(REQUIRED ACTION): On how many lines of the data below does the word "ConfigError" appear? Reply with the number only.

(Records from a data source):
□ □ □ □ □ □ □
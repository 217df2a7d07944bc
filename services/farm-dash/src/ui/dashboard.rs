// services/farm-dash/src/ui/dashboard.rs
//
// Overview page: headline counters, hourly activity, farm health, activity log

use ratatui::{prelude::*, widgets::*};

use super::{colors, panel, stat_box, tone_color};
use crate::state::DashboardState;

pub fn draw(frame: &mut Frame, area: Rect, state: &DashboardState) {
    let rows = Layout::default()
        .direction(Direction::Vertical)
        .constraints([
            Constraint::Length(5),  // Stats
            Constraint::Length(10), // Hourly activity
            Constraint::Min(8),     // Farms + Activity
        ])
        .split(area);

    draw_stats(frame, rows[0], state);
    draw_hourly_activity(frame, rows[1], state);

    let bottom = Layout::default()
        .direction(Direction::Horizontal)
        .constraints([Constraint::Percentage(55), Constraint::Percentage(45)])
        .split(rows[2]);

    draw_farm_health(frame, bottom[0], state);
    draw_activity_log(frame, bottom[1], state);
}

fn draw_stats(frame: &mut Frame, area: Rect, state: &DashboardState) {
    let summary = &state.summary;
    let chunks = Layout::default()
        .direction(Direction::Horizontal)
        .constraints([Constraint::Ratio(1, 4); 4])
        .split(area);

    stat_box(
        frame,
        chunks[0],
        "TOPLAM ÇİFTLİK",
        &summary.total_farms.to_string(),
        &format!("{:.1} ha toplam alan", summary.total_area),
        colors::WHITE,
    );
    stat_box(
        frame,
        chunks[1],
        "SAĞLIKLI",
        &format!("{}", summary.healthy_farms),
        &format!("%{} sağlıklı", summary.healthy_percent),
        colors::SUCCESS,
    );
    stat_box(
        frame,
        chunks[2],
        "UYARI / KRİTİK",
        &summary.alert_farms.to_string(),
        "dikkat gerektiriyor",
        if summary.alert_farms > 0 { colors::WARNING } else { colors::SILVER },
    );
    stat_box(
        frame,
        chunks[3],
        "ORT. SICAKLIK",
        &format!("{:.1} °C", summary.average_temperature),
        "tüm çiftlikler",
        colors::SAND,
    );
}

fn draw_hourly_activity(frame: &mut Frame, area: Rect, state: &DashboardState) {
    let bars: Vec<Bar> = state
        .hourly_activity
        .iter()
        .enumerate()
        .map(|(hour, value)| {
            Bar::default()
                .value(value.round().max(0.0) as u64)
                .label(Line::from(format!("{:02}", hour)))
                .text_value(String::new())
        })
        .collect();

    let chart = BarChart::default()
        .block(panel("SAATLİK AKTİVİTE"))
        .data(BarGroup::default().bars(&bars))
        .bar_width(3)
        .bar_gap(1)
        .bar_style(Style::default().fg(colors::TEAL))
        .label_style(Style::default().fg(colors::SILVER));

    frame.render_widget(chart, area);
}

fn draw_farm_health(frame: &mut Frame, area: Rect, state: &DashboardState) {
    let rows: Vec<Row> = state
        .farm_list()
        .iter()
        .map(|farm| {
            let color = tone_color(farm.status.tone());
            Row::new(vec![
                Cell::from(Span::styled(farm.status.label(), Style::default().fg(color).bold())),
                Cell::from(Span::styled(farm.name.as_str(), Style::default().fg(colors::WHITE))),
                Cell::from(Span::styled(
                    format!("{:.1} °C", farm.sensors.temperature.value),
                    Style::default().fg(colors::SILVER),
                )),
                Cell::from(Span::styled(
                    format!("pH {:.1}", farm.sensors.ph.value),
                    Style::default().fg(colors::SILVER),
                )),
            ])
        })
        .collect();

    let table = Table::new(
        rows,
        [
            Constraint::Length(9),
            Constraint::Min(20),
            Constraint::Length(9),
            Constraint::Length(7),
        ],
    )
    .header(
        Row::new(vec!["DURUM", "ÇİFTLİK", "SICAKLIK", "PH"])
            .style(Style::default().fg(colors::SAND).bold())
            .bottom_margin(1),
    )
    .block(panel("ÇİFTLİK DURUMU"))
    .row_highlight_style(Style::default().bg(colors::DEEP_TEAL).fg(colors::WHITE))
    .highlight_symbol("▶ ");

    let mut table_state = TableState::default().with_selected(Some(state.dashboard_selected));
    frame.render_stateful_widget(table, area, &mut table_state);
}

fn draw_activity_log(frame: &mut Frame, area: Rect, state: &DashboardState) {
    let logs: Vec<Line> = state
        .activity_log
        .iter()
        .rev()
        .take(20)
        .map(|entry| {
            let (prefix, color) = match entry.level.as_str() {
                "ERROR" => ("[ERR]", colors::ERROR),
                "WARN" => ("[WRN]", colors::WARNING),
                "INFO" => ("[INF]", colors::SUCCESS),
                _ => ("[---]", colors::SILVER),
            };

            Line::from(vec![
                Span::styled(
                    format!("{} ", entry.timestamp.format("%H:%M:%S")),
                    Style::default().fg(colors::SILVER).add_modifier(Modifier::DIM),
                ),
                Span::styled(format!("{} ", prefix), Style::default().fg(color)),
                Span::styled(entry.message.as_str(), Style::default().fg(colors::WHITE)),
            ])
        })
        .collect();

    let paragraph = Paragraph::new(logs)
        .block(panel("ETKİNLİK GÜNLÜĞÜ"))
        .wrap(Wrap { trim: true });

    frame.render_widget(paragraph, area);
}
// farmkit/src/reports.rs
//
// Generated report records (performance, finance, environment, compliance,
// maintenance)

use chrono::NaiveDate;
use serde::{Deserialize, Serialize};
use tracing::info;

use crate::clock::Clock;

#[derive(Debug, Clone, Copy, PartialEq, Eq, Hash, Serialize, Deserialize)]
#[serde(rename_all = "lowercase")]
pub enum ReportKind {
    Performans,
    Finansal,
    Cevre,
    Uyumluluk,
    Bakim,
}

impl ReportKind {
    pub const ALL: [ReportKind; 5] = [
        ReportKind::Performans,
        ReportKind::Finansal,
        ReportKind::Cevre,
        ReportKind::Uyumluluk,
        ReportKind::Bakim,
    ];

    pub fn label(&self) -> &'static str {
        match self {
            ReportKind::Performans => "Performans",
            ReportKind::Finansal => "Finansal",
            ReportKind::Cevre => "Çevresel",
            ReportKind::Uyumluluk => "Uyumluluk",
            ReportKind::Bakim => "Bakım",
        }
    }

    pub fn icon(&self) -> &'static str {
        match self {
            ReportKind::Performans => "📊",
            ReportKind::Finansal => "💰",
            ReportKind::Cevre => "🌱",
            ReportKind::Uyumluluk => "✅",
            ReportKind::Bakim => "🔧",
        }
    }
}

#[derive(Debug, Clone, Copy, PartialEq, Eq, Hash, Serialize, Deserialize)]
#[serde(rename_all = "lowercase")]
pub enum ReportCategory {
    Gunluk,
    Haftalik,
    Aylik,
    Ucaylik,
    Yillik,
}

impl ReportCategory {
    pub const ALL: [ReportCategory; 5] = [
        ReportCategory::Gunluk,
        ReportCategory::Haftalik,
        ReportCategory::Aylik,
        ReportCategory::Ucaylik,
        ReportCategory::Yillik,
    ];

    pub fn label(&self) -> &'static str {
        match self {
            ReportCategory::Gunluk => "Günlük",
            ReportCategory::Haftalik => "Haftalık",
            ReportCategory::Aylik => "Aylık",
            ReportCategory::Ucaylik => "Üç Aylık",
            ReportCategory::Yillik => "Yıllık",
        }
    }
}

#[derive(Debug, Clone, Copy, PartialEq, Eq, Hash, Serialize, Deserialize)]
#[serde(rename_all = "lowercase")]
pub enum ReportStatus {
    Taslak,
    Bekleyen,
    Tamamlandi,
    Arsivlendi,
}

impl ReportStatus {
    pub const ALL: [ReportStatus; 4] = [
        ReportStatus::Taslak,
        ReportStatus::Bekleyen,
        ReportStatus::Tamamlandi,
        ReportStatus::Arsivlendi,
    ];

    pub fn label(&self) -> &'static str {
        match self {
            ReportStatus::Taslak => "Taslak",
            ReportStatus::Bekleyen => "Bekleyen",
            ReportStatus::Tamamlandi => "Tamamlandı",
            ReportStatus::Arsivlendi => "Arşivlendi",
        }
    }
}

#[derive(Debug, Clone, PartialEq, Serialize, Deserialize)]
#[serde(rename_all = "camelCase")]
pub struct Report {
    pub id: String,
    pub title: String,
    pub description: String,
    #[serde(rename = "type")]
    pub kind: ReportKind,
    pub category: ReportCategory,
    pub status: ReportStatus,
    pub generated_date: NaiveDate,
    pub period: String,
    pub size: String,
    pub download_count: u32,
    pub farms: Vec<String>,
}

#[derive(Debug, Clone, Default)]
pub struct ReportShelf {
    reports: Vec<Report>,
}

impl ReportShelf {
    pub fn new(reports: Vec<Report>) -> Self {
        Self { reports }
    }

    pub fn reports(&self) -> &[Report] {
        &self.reports
    }

    pub fn len(&self) -> usize {
        self.reports.len()
    }

    pub fn is_empty(&self) -> bool {
        self.reports.is_empty()
    }

    pub fn count(&self, status: ReportStatus) -> usize {
        self.reports.iter().filter(|r| r.status == status).count()
    }

    pub fn total_downloads(&self) -> u32 {
        self.reports.iter().map(|r| r.download_count).sum()
    }

    /// Appends a locally fabricated report at the top of the shelf.
    pub fn generate_new<C: Clock>(&mut self, clock: &C) -> &Report {
        let report = Report {
            id: (self.reports.len() + 1).to_string(),
            title: "Yeni Özel Rapor".to_string(),
            description: "Mevcut verilere dayalı olarak oluşturuldu".to_string(),
            kind: ReportKind::Performans,
            category: ReportCategory::Aylik,
            status: ReportStatus::Bekleyen,
            generated_date: clock.now().date_naive(),
            period: "Mevcut Dönem".to_string(),
            size: "0 MB".to_string(),
            download_count: 0,
            farms: vec!["Tüm Çiftlikler".to_string()],
        };
        info!("generated report {} ({})", report.id, report.generated_date);
        self.reports.insert(0, report);
        &self.reports[0]
    }
}

#[cfg(test)]
mod tests {
    use super::*;
    use crate::catalog;
    use crate::clock::FixedClock;
    use chrono::{TimeZone, Utc};

    #[test]
    fn test_generate_new_report() {
        let clock = FixedClock::new(Utc.with_ymd_and_hms(2025, 7, 3, 18, 0, 0).unwrap());
        let mut shelf = ReportShelf::new(catalog::reports());

        let report = shelf.generate_new(&clock).clone();

        assert_eq!(report.id, "6");
        assert_eq!(report.status, ReportStatus::Bekleyen);
        assert_eq!(report.generated_date, NaiveDate::from_ymd_opt(2025, 7, 3).unwrap());
        assert_eq!(shelf.reports()[0].id, "6");
        assert_eq!(shelf.len(), 6);
    }

    #[test]
    fn test_totals() {
        let shelf = ReportShelf::new(catalog::reports());

        assert_eq!(shelf.total_downloads(), 38);
        assert_eq!(shelf.count(ReportStatus::Tamamlandi), 3);
    }
}
// services/farm-dash/src/config.rs
//
// Layered configuration: YAML file, then FARM_DASH__* environment overrides

use anyhow::{Context, Result};
use config::{Config, Environment, File};
use farmkit::{DashboardConfig, FarmError, Metric, TimeRange};

/// Longest sensor history the details page will generate.
const MAX_HISTORY_DAYS: u32 = 365;

pub fn load_config(path: &str) -> Result<DashboardConfig> {
    let config = Config::builder()
        .add_source(File::with_name(path).required(false))
        .add_source(
            Environment::with_prefix("FARM_DASH")
                .prefix_separator("__")
                .separator("__")
                .try_parsing(true),
        )
        .build()
        .with_context(|| format!("reading configuration from {}", path))?;

    let config: DashboardConfig = config.try_deserialize()?;
    validate(&config)?;
    Ok(config)
}

/// Rejects values the dashboard cannot start with.
fn validate(config: &DashboardConfig) -> Result<()> {
    config.ui.default_metric.parse::<Metric>()?;
    config.ui.default_range.parse::<TimeRange>()?;
    if config.ui.refresh_ms == 0 {
        return Err(invalid("ui.refresh_ms must be greater than zero"));
    }
    if config.ui.chart_refresh_ticks == 0 {
        return Err(invalid("ui.chart_refresh_ticks must be greater than zero"));
    }
    if config.simulation.history_days > MAX_HISTORY_DAYS {
        return Err(invalid(&format!(
            "simulation.history_days must be at most {} (got {})",
            MAX_HISTORY_DAYS, config.simulation.history_days
        )));
    }
    Ok(())
}

fn invalid(message: &str) -> anyhow::Error {
    FarmError::ConfigError(message.to_string()).into()
}

#[cfg(test)]
mod tests {
    use super::*;

    #[test]
    fn test_missing_file_uses_defaults() {
        let config = load_config("config/does-not-exist").unwrap();
        assert_eq!(config.simulation.login_delay_ms, 2_000);
        assert_eq!(config.ui.default_metric, "sicaklik");
    }

    #[test]
    fn test_validate_rejects_unknown_metric() {
        let mut config = DashboardConfig::default();
        config.ui.default_metric = "rüzgar".to_string();
        assert!(validate(&config).is_err());

        config.ui.default_metric = "ph".to_string();
        config.ui.refresh_ms = 0;
        assert!(validate(&config).is_err());
    }

    #[test]
    fn test_validate_caps_history_days() {
        let mut config = DashboardConfig::default();
        config.simulation.history_days = MAX_HISTORY_DAYS;
        assert!(validate(&config).is_ok());

        config.simulation.history_days = 1_000_000;
        let err = validate(&config).unwrap_err();
        assert!(matches!(
            err.downcast_ref::<FarmError>(),
            Some(FarmError::ConfigError(msg)) if msg.contains("history_days")
        ));
    }
}
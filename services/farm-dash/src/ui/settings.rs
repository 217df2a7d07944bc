// services/farm-dash/src/ui/settings.rs
//
// Settings sections. Nothing here is persisted.

use ratatui::{prelude::*, widgets::*};

use farmkit::settings::{NotificationChannel, SettingsTab};

use super::{colors, panel};
use crate::state::DashboardState;

pub fn draw(frame: &mut Frame, area: Rect, state: &DashboardState) {
    let rows = Layout::default()
        .direction(Direction::Vertical)
        .constraints([Constraint::Length(3), Constraint::Min(6)])
        .split(area);

    let selected = SettingsTab::ALL
        .iter()
        .position(|t| *t == state.settings.tab)
        .unwrap_or(0);

    let tabs = Tabs::new(SettingsTab::ALL.iter().map(|t| t.label()))
        .block(panel("AYARLAR"))
        .select(selected)
        .style(Style::default().fg(colors::SILVER))
        .highlight_style(Style::default().fg(colors::WHITE).bg(colors::DEEP_TEAL).bold())
        .divider("│");
    frame.render_widget(tabs, rows[0]);

    let body = match state.settings.tab {
        SettingsTab::Profil => profile_section(state),
        SettingsTab::Bildirimler => notifications_section(state),
        SettingsTab::Guvenlik => security_section(),
        SettingsTab::Tercihler => preferences_section(state),
        SettingsTab::Api => api_section(),
    };

    frame.render_widget(
        Paragraph::new(body)
            .wrap(Wrap { trim: false })
            .block(panel(state.settings.tab.label().to_uppercase())),
        rows[1],
    );
}

fn field(name: &'static str, value: impl Into<String>) -> Line<'static> {
    Line::from(vec![
        Span::styled(format!("{:<16}", name), Style::default().fg(colors::SILVER)),
        Span::styled(value.into(), Style::default().fg(colors::WHITE)),
    ])
}

fn profile_section(state: &DashboardState) -> Vec<Line<'static>> {
    let user = &state.user;
    vec![
        field("Ad Soyad", user.name.clone()),
        field("E-posta", user.email.clone()),
        field("Telefon", user.phone.clone()),
        field("Rol", user.role.clone()),
        field("Kuruluş", user.organization.clone()),
    ]
}

fn notifications_section(state: &DashboardState) -> Vec<Line<'static>> {
    let prefs = &state.settings.notifications;
    let mut lines: Vec<Line> = NotificationChannel::ALL
        .iter()
        .enumerate()
        .map(|(i, channel)| {
            let cursor = if i == state.settings_cursor { "▶ " } else { "  " };
            let (mark, color) = if prefs.enabled(*channel) {
                ("[✓] Açık  ", colors::SUCCESS)
            } else {
                ("[ ] Kapalı", colors::SILVER)
            };
            Line::from(vec![
                Span::styled(cursor, Style::default().fg(colors::SAND)),
                Span::styled(mark, Style::default().fg(color).bold()),
                Span::raw("  "),
                Span::styled(channel.label(), Style::default().fg(colors::WHITE)),
            ])
        })
        .collect();

    lines.push(Line::from(""));
    lines.push(Line::from(Span::styled(
        "↑/↓ seç, ENTER değiştir",
        Style::default().fg(colors::SILVER).add_modifier(Modifier::DIM),
    )));
    lines
}

fn security_section() -> Vec<Line<'static>> {
    vec![
        field("Parola", "••••••••"),
        field("İki adımlı doğr.", "Kapalı"),
        field("Son giriş", "Bu oturum"),
        Line::from(""),
        Line::from(Span::styled(
            "Parola değişikliği bu sürümde desteklenmiyor",
            Style::default().fg(colors::SILVER).add_modifier(Modifier::DIM),
        )),
    ]
}

fn preferences_section(state: &DashboardState) -> Vec<Line<'static>> {
    let prefs = &state.settings.preferences;
    vec![
        field("Tema", prefs.theme.label()),
        field("Dil", prefs.language.clone()),
        field("Saat dilimi", prefs.timezone.clone()),
        Line::from(""),
        Line::from(Span::styled(
            "T tema değiştir",
            Style::default().fg(colors::SILVER).add_modifier(Modifier::DIM),
        )),
    ]
}

fn api_section() -> Vec<Line<'static>> {
    vec![
        field("API anahtarı", "sk-••••••••••••"),
        field("Uç nokta", "/api/v1"),
        field("Kota", "1000 istek/gün"),
    ]
}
□ □ □ □ □ □ □
(RESPONSE TO THIS TASK): 2